International research in agroforestry should, therefore not only be propagated and further developed in a horizontal dimension, i.e. initiating wordl-wide cooperation, but also in a vertical dimension, i.e. from top scientists and “high-tech” institutions to the people working with their fields, forests and livestock. This depends on the result of their labour and many risks, and more than often they were left alone if national or regional programmes did not correspond with political developments.

Oncemore, agroforestry is more than a technique. It has, therefore, a high potential to change structures and functions of rural systems. This implies both, a challenge and specific responsibility. Agroforestry research has endevoured not only to create awarness and expectations but also to find answers to many questions, today and tomorrow and provide the “knowhow” for a wide practical implementation.

Evaluation of Agroforestry Sytems

Monitoring and evaluation are the main instruments for adapting an agroforestry project to changing conditions and/or demands and thus have a direct influence on re-designing and current control. Quite often, however, monitoring and evaluation are still restricted to linear causa-effect functions whereas the highly complicated feedback functions within system networks are rarely recognized and the dynamics of evaluations/developments hardly elaborated. A number of questions can be applied to get answer:

- Is agroforestry effective i.e. are the methods and practices appropriate to meet the objectives of integrated land use? (No matter how much it costs).
- Is agroforestry efficient, i.e. can the input/output ratio be justified for a given project or farm?
- Is a specific agroforestry system or practice significant, i.e. does it have lasting relevance (sustainalility) and multiplier effect? If accepted, can it be transfered and further developed?

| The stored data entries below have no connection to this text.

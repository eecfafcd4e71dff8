// src/report.rs
use chrono::NaiveDateTime;

use crate::metrics::{format_minutes_with_raw, percentage, AlertLevel};
use crate::model::OvertimeSample;

// Position of this month's total relative to the target
#[derive(Debug, Clone, Copy, PartialEq, Eq)]
pub enum TargetStanding {
    Within { remaining: u32 },
    Exceeded { over: u32 },
}

impl TargetStanding {
    fn of(minutes: u32, target_minutes: u32) -> Self {
        if minutes <= target_minutes {
            TargetStanding::Within {
                remaining: target_minutes - minutes,
            }
        } else {
            TargetStanding::Exceeded {
                over: minutes - target_minutes,
            }
        }
    }
}

/// Month-over-month overtime report. The same text is printed and sent as the DM body.
#[derive(Debug, Clone)]
pub struct Report {
    pub this_month: OvertimeSample,
    pub last_month: OvertimeSample,
    pub percent_vs_last: u32,
    pub percent_target: u32,
    pub standing: TargetStanding,
    pub alert: AlertLevel,
}

impl Report {
    pub fn build(this_month: OvertimeSample, last_month: OvertimeSample, target_minutes: u32) -> Self {
        let percent_target = percentage(this_month.minutes, target_minutes);
        Self {
            this_month,
            last_month,
            percent_vs_last: percentage(this_month.minutes, last_month.minutes),
            percent_target,
            standing: TargetStanding::of(this_month.minutes, target_minutes),
            alert: AlertLevel::from_percent(percent_target),
        }
    }

    pub fn lines(&self) -> Vec<String> {
        let mut lines = vec![
            format!(
                "📆 This month ({}) overtime: {}",
                self.this_month.year_month.label(),
                format_minutes_with_raw(self.this_month.minutes)
            ),
            format!(
                "📆 Last month ({}) overtime: {}",
                self.last_month.year_month.label(),
                format_minutes_with_raw(self.last_month.minutes)
            ),
        ];

        let comparison = match self.standing {
            TargetStanding::Within { remaining } => format!(
                "📊 vs last month: {}% ⏳ within limit: {} remaining",
                self.percent_vs_last,
                format_minutes_with_raw(remaining)
            ),
            TargetStanding::Exceeded { over } => format!(
                "📊 vs last month: {}% 🚨 limit exceeded: +{} suppression failed",
                self.percent_vs_last,
                format_minutes_with_raw(over)
            ),
        };
        lines.push(comparison);
        lines.push(self.alert.annotation());
        lines
    }

    pub fn text(&self) -> String {
        self.lines().join("\n")
    }

    /// Single-line form written to the history log after a notification.
    pub fn summary_line(&self, now: NaiveDateTime) -> String {
        let standing = match self.standing {
            TargetStanding::Within { remaining } => {
                format!("remaining to limit: {}", format_minutes_with_raw(remaining))
            }
            TargetStanding::Exceeded { over } => {
                format!("limit exceeded: +{}", format_minutes_with_raw(over))
            }
        };
        format!(
            "{} | overtime: {} | {} | vs last month: {}% | {}",
            now.format("%Y-%m-%d %H:%M"),
            format_minutes_with_raw(self.this_month.minutes),
            standing,
            self.percent_vs_last,
            self.alert.annotation()
        )
    }
}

Mos important, however, is the question wether the so called target group, the rural population, will be ready and capable to continue with their own means and resources after an initial, outside-sponsored introduction or improvement of agroforestry.

1 comment:

Santa editorial said...

hi. i agree with you. programs should in the first place involve the people or the stakeholders in all processes - that is from - start to finish... one thing that i considered factor for failure is when stakeholders see the projects are come and go...that is they don't actually see the projects/programs as part of their lives or to continue their lives. programs with funds are more often seen as opporunity for some people to eat up rather than an opportunity to start a new life...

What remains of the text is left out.